Mercoledì, 10 marzo 2010
Janka, trionfo e leadership di Coppa
Doppio colpo di Carlo Janka. Lo svizzero, campione olimpico di gigante, vince la discesa maschile delle finali di Coppa del Mondo a Garmisch, la sua terza stagionale nella specialità, e si porta in testa alla classifica generale per la conquista della sfera di cristallo superando l'austriaco Benny Raich che non ha preso il via preferendo concentrarsi sulle prossime gare.
Janka, alla sua settima vittoria in Coppa del Mondo, grazie anche al sole che quando è sceso lui illuminava gran parte della pista ha preceduto di due centesimi l'austriaco Mario Scheiber che arriva al dodicesimo podio in carriera senza vittorie avendo collezionato otto secondi e quattro terzi posti, ed eguaglia come piazzamenti tra i primi tre senza successi il primato dello slalomista azzurro Paolo De Chiesa, ora apprezzato telecronista, che negli anni Settanta e Ottanta mise insieme quattro secondi e otto terzi posti.
La gara odierna, su una pista nuova per tutti che sarà teatro dei Mondiali del 2011, è stata tiratissima, basti pensare che i primi otto sono racchiusi in soli 19 centesimi di secondo. Terzi ex-aequo a 7 centesimi da Janka si sono piazzati il canadese Erik Guay, che si conferma dopo il successo in superG a Kvitfjell, e lo svizzero Patrick Küng che coglie il suo primo piazzamento tra i top ten in carriera, quinto a 11 centesimi l'austriaco Hans Grugger, sesto a 13 centesimi e a 6 dal podio l'azzurro Werner Heel che chiude al terzo posto nella graduatoria di specialità alle spalle del vincitore Didier Cuche e di Janka precedendo il canadese Manuel Osborne-Paradis, settimo a 15 centesimi davanti a Cuche.

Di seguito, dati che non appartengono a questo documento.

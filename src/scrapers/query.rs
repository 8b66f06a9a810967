use serde::{Deserialize, Serialize};
use url::form_urlencoded;

pub const BASE_URL: &str = "https://turbo.az";

/// Filter criteria for a single car search
#[derive(Debug, Clone, Serialize, Deserialize)]
#[serde(default)]
pub struct FilterCriteria {
    /// Car make as free text (e.g. "BMW", "Toyota")
    pub make: Option<String>,
    /// Car model as free text (e.g. "X5", "Camry")
    pub model: Option<String>,
    /// Minimum price (AZN)
    pub price_min: Option<u32>,
    /// Maximum price (AZN)
    pub price_max: Option<u32>,
    /// Minimum year of manufacture
    pub year_min: Option<u32>,
    /// Maximum year of manufacture
    pub year_max: Option<u32>,
    /// Fuel type as free text; unknown values apply no filter
    pub fuel_type: Option<String>,
    /// Transmission as free text; unknown values apply no filter
    pub transmission: Option<String>,
    /// Maximum number of result rows to return
    pub limit: usize,
}

impl Default for FilterCriteria {
    fn default() -> Self {
        Self {
            make: None,
            model: None,
            price_min: None,
            price_max: None,
            year_min: None,
            year_max: None,
            fuel_type: None,
            transmission: None,
            limit: 20,
        }
    }
}

/// Fuel types the site recognizes, with their internal filter ids.
#[derive(Debug, Clone, Copy, PartialEq, Eq)]
pub enum FuelType {
    Benzin,
    Dizel,
    Qaz,
    Elektrik,
    Hibrid,
    PluginHibrid,
}

impl FuelType {
    pub fn from_name(name: &str) -> Option<Self> {
        match name.trim().to_lowercase().as_str() {
            "benzin" => Some(Self::Benzin),
            "dizel" => Some(Self::Dizel),
            "qaz" => Some(Self::Qaz),
            "elektrik" => Some(Self::Elektrik),
            "hibrid" => Some(Self::Hibrid),
            "plug-in hibrid" => Some(Self::PluginHibrid),
            _ => None,
        }
    }

    pub fn site_id(self) -> u8 {
        match self {
            Self::Benzin => 1,
            Self::Dizel => 2,
            Self::Qaz => 3,
            Self::Elektrik => 6,
            Self::Hibrid => 7,
            Self::PluginHibrid => 8,
        }
    }
}

/// Transmission types the site recognizes, with their internal filter ids.
#[derive(Debug, Clone, Copy, PartialEq, Eq)]
pub enum Transmission {
    Mexaniki,
    Avtomat,
    Robot,
    Variator,
}

impl Transmission {
    pub fn from_name(name: &str) -> Option<Self> {
        match name.trim().to_lowercase().as_str() {
            "mexaniki" => Some(Self::Mexaniki),
            "avtomat" => Some(Self::Avtomat),
            "robot" => Some(Self::Robot),
            "variator" => Some(Self::Variator),
            _ => None,
        }
    }

    pub fn site_id(self) -> u8 {
        match self {
            Self::Mexaniki => 1,
            Self::Avtomat => 2,
            Self::Robot => 3,
            Self::Variator => 4,
        }
    }
}

/// A fully-populated search query: the site's complete parameter schema in
/// its canonical order, plus the URL derived from it.
#[derive(Debug, Clone)]
pub struct SearchQuery {
    pub params: Vec<(&'static str, String)>,
    pub url: String,
}

impl SearchQuery {
    /// Overlay `criteria` and any resolved identifiers onto the site's full
    /// parameter template. Unset fields keep their default/empty values so
    /// the serialized query always carries every site-recognized key.
    pub fn build(
        criteria: &FilterCriteria,
        make_id: Option<&str>,
        model_id: Option<&str>,
    ) -> Self {
        let opt_num = |v: Option<u32>| v.map(|n| n.to_string()).unwrap_or_default();
        let fuel_id = criteria
            .fuel_type
            .as_deref()
            .and_then(FuelType::from_name)
            .map(|f| f.site_id().to_string())
            .unwrap_or_default();
        let transmission_id = criteria
            .transmission
            .as_deref()
            .and_then(Transmission::from_name)
            .map(|t| t.site_id().to_string())
            .unwrap_or_default();

        // The site's form serializes q[model][] with a leading empty slot.
        let params: Vec<(&'static str, String)> = vec![
            ("q[sort]", String::new()),
            ("q[make][]", make_id.unwrap_or_default().to_string()),
            ("q[model][]", String::new()),
            ("q[model][]", model_id.unwrap_or_default().to_string()),
            ("q[used]", String::new()),
            ("q[region][]", String::new()),
            ("q[price_from]", opt_num(criteria.price_min)),
            ("q[price_to]", opt_num(criteria.price_max)),
            ("q[currency]", "azn".to_string()),
            ("q[loan]", "0".to_string()),
            ("q[barter]", "0".to_string()),
            ("q[category][]", String::new()),
            ("q[year_from]", opt_num(criteria.year_min)),
            ("q[year_to]", opt_num(criteria.year_max)),
            ("q[color][]", String::new()),
            ("q[fuel_type][]", fuel_id),
            ("q[gear][]", String::new()),
            ("q[transmission][]", transmission_id),
            ("q[engine_volume_from]", String::new()),
            ("q[engine_volume_to]", String::new()),
            ("q[power_from]", String::new()),
            ("q[power_to]", String::new()),
            ("q[mileage_from]", String::new()),
            ("q[mileage_to]", String::new()),
            ("q[only_shops]", String::new()),
            ("q[prior_owners_count][]", String::new()),
            ("q[seats_count][]", String::new()),
            ("q[market][]", String::new()),
            ("q[crashed]", "1".to_string()),
            ("q[painted]", "1".to_string()),
            ("q[for_spare_parts]", "0".to_string()),
            ("q[availability_status]", String::new()),
        ];

        let mut serializer = form_urlencoded::Serializer::new(String::new());
        for (key, value) in &params {
            serializer.append_pair(key, value);
        }
        let url = format!("{BASE_URL}/autos?{}", serializer.finish());

        Self { params, url }
    }
}

/// Accept either a bare listing id or a full detail-page URL.
pub fn detail_url(listing: &str) -> String {
    if listing.starts_with("http") {
        listing.to_string()
    } else {
        format!("{BASE_URL}/autos/{listing}")
    }
}

#[cfg(test)]
mod tests {
    use super::*;

    fn encoded(key_value: &str) -> String {
        // q[make][]=48 -> q%5Bmake%5D%5B%5D=48, the form the URL actually carries
        key_value.replace('[', "%5B").replace(']', "%5D")
    }

    #[test]
    fn build_is_deterministic() {
        let criteria = FilterCriteria {
            make: Some("toyota".into()),
            price_min: Some(20_000),
            price_max: Some(40_000),
            ..Default::default()
        };
        let a = SearchQuery::build(&criteria, Some("48"), None);
        let b = SearchQuery::build(&criteria, Some("48"), None);
        assert_eq!(a.url, b.url);
    }

    #[test]
    fn build_overlays_resolved_ids_and_ranges() {
        let criteria = FilterCriteria {
            make: Some("toyota".into()),
            model: Some("camry".into()),
            price_min: Some(20_000),
            price_max: Some(40_000),
            limit: 10,
            ..Default::default()
        };
        let query = SearchQuery::build(&criteria, Some("48"), Some("193"));
        assert!(query.url.contains(&encoded("q[make][]=48")));
        assert!(query.url.contains(&encoded("q[model][]=193")));
        assert!(query.url.contains(&encoded("q[price_from]=20000")));
        assert!(query.url.contains(&encoded("q[price_to]=40000")));
    }

    #[test]
    fn build_without_model_leaves_model_slots_empty() {
        let query = SearchQuery::build(&FilterCriteria::default(), Some("48"), None);
        let model_values: Vec<&str> = query
            .params
            .iter()
            .filter(|(k, _)| *k == "q[model][]")
            .map(|(_, v)| v.as_str())
            .collect();
        assert_eq!(model_values, vec!["", ""]);
    }

    #[test]
    fn fuel_and_transmission_names_map_to_site_ids() {
        let criteria = FilterCriteria {
            fuel_type: Some("Dizel".into()),
            transmission: Some("AVTOMAT".into()),
            ..Default::default()
        };
        let query = SearchQuery::build(&criteria, None, None);
        assert!(query.url.contains(&encoded("q[fuel_type][]=2")));
        assert!(query.url.contains(&encoded("q[transmission][]=2")));
    }

    #[test]
    fn unknown_fuel_name_applies_no_filter() {
        let criteria = FilterCriteria {
            fuel_type: Some("steam".into()),
            ..Default::default()
        };
        let query = SearchQuery::build(&criteria, None, None);
        assert!(query.url.contains(&encoded("q[fuel_type][]=")));
        assert!(!query.url.contains(&encoded("q[fuel_type][]=1")));
    }

    #[test]
    fn plug_in_hybrid_maps_to_its_own_id() {
        assert_eq!(
            FuelType::from_name("Plug-in Hibrid").map(FuelType::site_id),
            Some(8)
        );
    }

    #[test]
    fn detail_url_accepts_bare_id_or_full_url() {
        assert_eq!(detail_url("1234567"), "https://turbo.az/autos/1234567");
        assert_eq!(
            detail_url("https://turbo.az/autos/1234567-bmw-x5"),
            "https://turbo.az/autos/1234567-bmw-x5"
        );
    }
}
use chrono::{DateTime, Utc};
use serde::{Deserialize, Serialize};
use std::collections::BTreeMap;

/// One (value, label) pair harvested from a site dropdown widget.
///
/// `value` is the opaque numeric identifier the site's query parameters
/// require in place of the human-readable label.
#[derive(Debug, Clone, PartialEq, Eq, Serialize, Deserialize)]
pub struct DropdownOption {
    pub value: String,
    pub label: String,
}

/// Fields visible on a single search-results row.
#[derive(Debug, Clone, Serialize, Deserialize)]
pub struct CarSummary {
    pub id: String,
    pub url: String,
    #[serde(skip_serializing_if = "Option::is_none")]
    pub image: Option<String>,
    pub title: String,
    /// Display string as rendered on the page, currency included.
    pub price: String,
    #[serde(skip_serializing_if = "Option::is_none")]
    pub year: Option<String>,
    #[serde(skip_serializing_if = "Option::is_none")]
    pub engine: Option<String>,
    #[serde(skip_serializing_if = "Option::is_none")]
    pub mileage: Option<String>,
    #[serde(skip_serializing_if = "Option::is_none")]
    pub city: Option<String>,
    #[serde(skip_serializing_if = "Option::is_none")]
    pub date: Option<String>,
}

/// Full field set visible on a listing's own page.
#[derive(Debug, Clone, Serialize, Deserialize)]
pub struct CarDetail {
    pub url: String,
    pub title: String,
    pub price: String,
    pub images: Vec<String>,
    pub specs: BTreeMap<String, String>,
    pub description: String,
    #[serde(skip_serializing_if = "Option::is_none")]
    pub seller_name: Option<String>,
    #[serde(skip_serializing_if = "Option::is_none")]
    pub city: Option<String>,
    pub phones: Vec<String>,
    #[serde(skip_serializing_if = "Option::is_none")]
    pub posted_date: Option<String>,
    #[serde(skip_serializing_if = "Option::is_none")]
    pub views: Option<String>,
}

/// Outcome of one successful search invocation.
///
/// `total_count` is the site-reported amount and may exceed
/// `returned_count`; `search_url` is the canonical URL the results were
/// extracted from.
#[derive(Debug, Clone, Serialize)]
pub struct SearchReport {
    pub total_count: String,
    pub returned_count: usize,
    pub search_url: String,
    pub results: Vec<CarSummary>,
    pub scraped_at: DateTime<Utc>,
}

/// Outcome of a makes/models catalog query.
#[derive(Debug, Clone, Serialize)]
#[serde(untagged)]
pub enum MakesReport {
    AllMakes { makes: Vec<String> },
    ModelsForMake { make: String, models: Vec<String> },
}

Il nono, Michael Walchhofer, è staccato di 43 centesimi dall'ottavo posto di Cuche, decimo Ivica Kostelic davanti ad Andrej Sporn e ad Aksel Lund Svindal, dodicesimo, tredicesimo il campione olimpico Didier Defago. Per l'Italia ha gareggiato anche il campione del mondo junior Mattia Casse che si è dovuto accontentare del ventiduesimo posto, ultimo di quelli che sono arrivati al traguardo.